Forex reserves war-chest: how much is enough?
Summary
- Deciding how much a country must hold in forex reserves to get sufficient hedge against external risks is complicated. But beyond a point, more is certainly not better since holding the dollars has costs.
Raghuram Rajan, former governor of Reserve Bank of India (RBI), recently called upon emerging market economies, including India, to build up foreign exchange reserves as protection against the “populist and extreme" policies in advanced countries. As of 26 January, the central bank boasted $616.7 billion in reserves, a figure that has impressively doubled over the last decade, positioning India among the world's top 10 countries in terms of reserve holdings. How much more does it need to accumulate? Is there a level that is enough to insure against external crises?
Understanding the optimal level of reserves begins with recognizing their significance. Historically, reserves were primarily accumulated to finance imports. The "import cover" ratio, which compares reserves against monthly imports to gauge how many months of imports can be sustained solely on reserves if other foreign exchange inflows cease, has traditionally served as a key macroeconomic benchmark. Although the International Monetary Fund (IMF) suggests a three-month import cover as a baseline, most countries aim to maintain reserves well beyond this minimum.

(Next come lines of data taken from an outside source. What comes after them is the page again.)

#[cfg(test)]
mod tests {
    use bevy_ecs::{schedule::Schedule, system::RunSystemOnce as _, world::World};

    use super::*;

    #[test]
    fn constrains_changed_components() {
        let mut world = World::new();
        let volume = world
            .spawn(DensityVolume {
                parameters: DensityVolumeParameters {
                    albedo: Vec3::new(2.0, 0.5, -1.0),
                    mean_free_path: 0.0,
                    anisotropy: 4.0,
                },
            })
            .id();
        let fog = world
            .spawn(VolumetricFog {
                mean_free_path: -3.0,
                anisotropy: -2.0,
                ..VolumetricFog::default()
            })
            .id();
        let controller = world
            .spawn(VolumetricLightingController {
                depth_extent: 0.0,
                slice_distribution_uniformity: 1.5,
            })
            .id();

        let mut schedule = Schedule::default();
        schedule.add_systems(constrain_volumetric_components);
        schedule.run(&mut world);

        let parameters = world.get::<DensityVolume>(volume).unwrap().parameters;
        assert_eq!(parameters.albedo, Vec3::new(1.0, 0.5, 0.0));
        assert_eq!(parameters.mean_free_path, 1.0);
        assert_eq!(parameters.anisotropy, 1.0);

        let fog = world.get::<VolumetricFog>(fog).unwrap();
        assert_eq!(fog.mean_free_path, 1.0);
        assert_eq!(fog.anisotropy, -1.0);
        assert_eq!(linear_rgb(fog.albedo), Vec3::ONE);

        let controller = world.get::<VolumetricLightingController>(controller).unwrap();
        assert_eq!(controller.depth_extent, MIN_DEPTH_EXTENT);
        assert_eq!(controller.slice_distribution_uniformity, 1.0);
    }

    #[test]
    fn valid_components_stay_untouched() {
        let mut fog = VolumetricFog::default();
        assert!(!fog.constrain());
        let mut controller = VolumetricLightingController::default();
        assert!(!controller.constrain());

        let mut fog = VolumetricFog {
            albedo: Color::linear_rgb(1.5, 0.25, 0.25),
            ..VolumetricFog::default()
        };
        assert!(fog.constrain());
        assert_eq!(linear_rgb(fog.albedo), Vec3::new(1.0, 0.25, 0.25));
    }

    #[test]
    fn disabled_by_the_off_preset() {
        let mut world = World::new();
        assert!(!world.run_system_once(volumetric_lighting_enabled));

        world.insert_resource(VolumetricLightingSettings::default());
        assert!(world.run_system_once(volumetric_lighting_enabled));

        world.insert_resource(VolumetricLightingSettings {
            preset: VolumetricLightingPreset::Off,
            ..VolumetricLightingSettings::default()
        });
        assert!(!world.run_system_once(volumetric_lighting_enabled));
    }

    #[test]
    fn only_game_and_editor_cameras_keep_history() {
        assert!(VolumetricCameraKind::Game.keeps_history());
        assert!(VolumetricCameraKind::SceneView.keeps_history());
        assert!(!VolumetricCameraKind::Preview.keeps_history());
        assert!(!VolumetricCameraKind::Reflection.keeps_history());

        assert!(VolumetricCameraKind::Game.reprojects());
        assert!(!VolumetricCameraKind::SceneView.reprojects());
        assert!(!VolumetricCameraKind::Preview.reprojects());
        assert!(!VolumetricCameraKind::Reflection.reprojects());
    }

    #[test]
    fn uniform_ambient_irradiance() {
        let ambient = AmbientIrradiance::uniform(Color::linear_rgb(1.0, 0.5, 0.25), 2.0);
        let radiance = ambient.probe.evaluate_polynomial(Vec3::Y);
        assert!(radiance.abs_diff_eq(Vec3::new(2.0, 1.0, 0.5), 1e-6));
    }
}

Over the years, however, the import cover measure has become less relevant with greater access to alternative forms of international capital beyond forex reserves. For instance, Germany imported twice as much as India in 2022, but held half the reserves, confident that imports would be comfortably financed through forex flowing in from exports and foreign capital investment.
‘Debt + imports’ rule
The Asian financial crisis in the late 1990s highlighted that import cover alone is not sufficient to assess whether reserves are adequate. In the years preceding the crisis, import covers for Thailand and Indonesia were above the three-month accepted threshold, but short-term external debt ballooned to exceed reserves. The resulting panic about repayment capacity led to large capital outflows and culminated in a currency crisis. To counter this problem, the Greenspan-Guidotti rule recommends that a nation’s reserves should at least equal its short-term external debt.
For emerging markets, an expanded version of the rule, which requires reserves to cover the total of short-term debt and current account deficit, is more suitable. In other words, forex reserves should be enough to meet a country’s foreign exchange financing needs for the year. This metric is reasonably good at predicting currency crises: note how its gap with actual reserves dipped in 2012-13, when a surging current account deficit pushed India to the brink of an external crisis.
Cover all BoP drains
Given the limitations of these thumb rules, the IMF goes one step ahead and adds two more indicators that impact balance of payments (BoP): non-debt external liabilities and broad money. These, too, dictate how much of reserves an economy needs to protect itself: a decline in non-debt liabilities (such as foreign portfolio inflows) calls for more reserves to compensate for low dollar inflows on the capital account; more of broad money needs more reserves to cover the increased risk of outflows of residents’ deposits. Combining the four metrics (the other two being exports and short-term debt), the IMF calculates a threshold ratio. The more the actual reserves exceed that threshold (ideally by 1-1.5 times), the better-insured that economy is. Reserves of most Brics and the once-called “Fragile Five" countries exceed this range. India’s have improved since 2013, but China’s have worsened despite holding over $3 trillion in reserves: the reason is its large domestic deposit base that increases broad money.
Cost-benefit analysis
The fact that countries hold reserves in excess of these thresholds shows a clear preference for precautionary buffers. Unfortunately, holding surplus reserves has costs. There are opportunity costs, as reserves are usually parked in relatively safe and lower-yielding assets. There may also be sterilization costs if the purchase of dollars for reserve accumulation releases excessive rupee liquidity.
Yet nations prefer to insure themselves against forex drains experienced in past currency crises. India’s recent external stress episodes were caused by demand shock (2008), fuel price shock (2013, 2022) and US rate hikes (2018, 2022). A simple scenario analysis suggests that reserves are fairly adequate, with a cushion of around $150-275 billion. For central banks, that’s not small change, but it’s not big bucks either. While accumulating a large "war-chest" of reserves may seem prudent given economic uncertainties, the benefits must be weighed against the costs, particularly when reserves exceed certain levels.
The author is an independent writer in economics and finance.